Task requirements: Work out the number of lines in the records that include the word "impl"; reply with that number alone.

----

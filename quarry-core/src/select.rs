use crate::{
    AsValue, ColumnDef, ColumnTrait, Context, Driver, EmptinessProbe, Executor, ExecutionError, Expr,
    Order, ProjectionError, Query, Result, RowLabeled, RowValues, SqlWriter, Statement, Table,
    codec,
    stream::{Stream, StreamExt, TryStreamExt},
};
use anyhow::anyhow;
use futures::future::{self, Either};
use std::{pin::pin, sync::Arc};

/// Immutable description of a `SELECT`.
///
/// Produced by [`Table::select`] / [`Table::select_all`], narrowed by the
/// builder methods, consumed by the terminal operations. A `Select` carries
/// no cursor state: every call to [`Select::rows`] re-renders and re-executes
/// the statement, nothing is cached across iterations.
#[derive(Debug, Clone)]
pub struct Select {
    pub table: Table,
    /// Projected columns, defaults to every column of the source.
    pub projection: Vec<Arc<ColumnDef>>,
    /// Absent means every row matches.
    pub predicate: Option<Expr>,
    pub distinct: bool,
    pub order: Vec<(Arc<ColumnDef>, Order)>,
    pub limit: Option<u64>,
}

impl Select {
    pub(crate) fn new(table: Table, predicate: Option<Expr>) -> Self {
        let projection = table.columns().to_vec();
        Self {
            table,
            projection,
            predicate,
            distinct: false,
            order: Vec::new(),
            limit: None,
        }
    }

    /// Narrow the projection. Replaces any previous narrowing; fails when a
    /// column does not belong to the source table.
    pub fn slice(mut self, columns: &[&dyn ColumnTrait]) -> Result<Self> {
        let mut projection = Vec::with_capacity(columns.len());
        for column in columns {
            let def = column.def();
            if !self.table.contains(&def.column_ref) {
                return Err(ProjectionError::ForeignColumn {
                    table: self.table.name().to_string(),
                    column: def.name().to_string(),
                }
                .into());
            }
            projection.push(def.clone());
        }
        self.projection = projection;
        Ok(self)
    }

    /// Collapse duplicate projected tuples. Idempotent.
    pub fn with_distinct(mut self) -> Self {
        self.distinct = true;
        self
    }

    /// Append an ordering term. A later call for a column already ordered
    /// replaces the earlier term, and the column takes the new position at
    /// the end of the sequence.
    pub fn order_by(mut self, column: &dyn ColumnTrait, order: Order) -> Self {
        let def = column.def();
        self.order.retain(|(c, _)| c.column_ref != def.column_ref);
        self.order.push((def.clone(), order));
        self
    }

    pub fn limit(mut self, limit: u64) -> Self {
        self.limit = Some(limit);
        self
    }

    /// Number of projected columns.
    pub fn arity(&self) -> usize {
        self.projection.len()
    }

    /// Render into SQL text plus the ordered parameter list.
    pub fn to_statement(&self, writer: &dyn SqlWriter) -> Result<Statement> {
        let mut context = Context::new();
        let mut sql = String::with_capacity(256);
        writer.write_select(&mut context, &mut sql, self)?;
        Ok(Statement::new(sql, context.take_params()))
    }

    /// Execute and stream the matching rows, decoded to the declared column
    /// variants.
    ///
    /// The stream is lazy and the query restartable: call again to
    /// re-execute, no result is retained in between.
    pub fn rows<'e, E: Executor>(
        &self,
        executor: &'e mut E,
    ) -> impl Stream<Item = Result<RowLabeled>> + Send + use<'e, E> {
        let writer = executor.driver().sql_writer();
        let statement = self.to_statement(writer.as_dyn());
        let columns: Arc<[Arc<ColumnDef>]> = self.projection.iter().cloned().collect();
        match statement {
            Ok(statement) => Either::Left(executor.fetch(Query::Raw(statement)).map(
                move |item| {
                    let row = item?;
                    let values = columns
                        .iter()
                        .zip(row.values.into_vec())
                        .map(|(column, value)| codec::from_wire(column, value))
                        .collect::<Result<RowValues>>()?;
                    Ok(RowLabeled::new(row.labels, values))
                },
            )),
            Err(e) => Either::Right(futures::stream::once(future::ready(Err(e)))),
        }
    }

    /// Number of matching rows, lowered to the dialect's `COUNT` form.
    pub async fn count<E: Executor>(&self, executor: &mut E) -> Result<u64> {
        let writer = executor.driver().sql_writer();
        let mut context = Context::new();
        let mut sql = String::with_capacity(256);
        writer.write_count(&mut context, &mut sql, self)?;
        let statement = Statement::new(sql.clone(), context.take_params());
        let mut rows = pin!(executor.fetch(Query::Raw(statement)));
        let row = rows.try_next().await?.ok_or_else(|| {
            ExecutionError::new(writer.dialect(), sql, anyhow!("COUNT returned no row"))
        })?;
        let count = i64::try_from_value(row.values.first().cloned().unwrap_or_default())?;
        Ok(count as u64)
    }

    /// Whether no row matches, lowered to the dialect's emptiness probe
    /// rather than materializing the result set.
    pub async fn is_empty<E: Executor>(&self, executor: &mut E) -> Result<bool> {
        let writer = executor.driver().sql_writer();
        let mut context = Context::new();
        let mut sql = String::with_capacity(256);
        writer.write_exists_probe(&mut context, &mut sql, self)?;
        let statement = Statement::new(sql, context.take_params());
        match writer.emptiness_probe() {
            EmptinessProbe::Exists => {
                let mut rows = pin!(executor.fetch(Query::Raw(statement)));
                let row = rows.try_next().await?.ok_or_else(|| {
                    ExecutionError::new(
                        writer.dialect(),
                        String::new(),
                        anyhow!("EXISTS returned no row"),
                    )
                })?;
                let exists = bool::try_from_value(row.values.first().cloned().unwrap_or_default())?;
                Ok(!exists)
            }
            EmptinessProbe::LimitOne => {
                let mut rows = pin!(executor.fetch(Query::Raw(statement)));
                Ok(rows.try_next().await?.is_none())
            }
        }
    }
}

----

Task answer: 2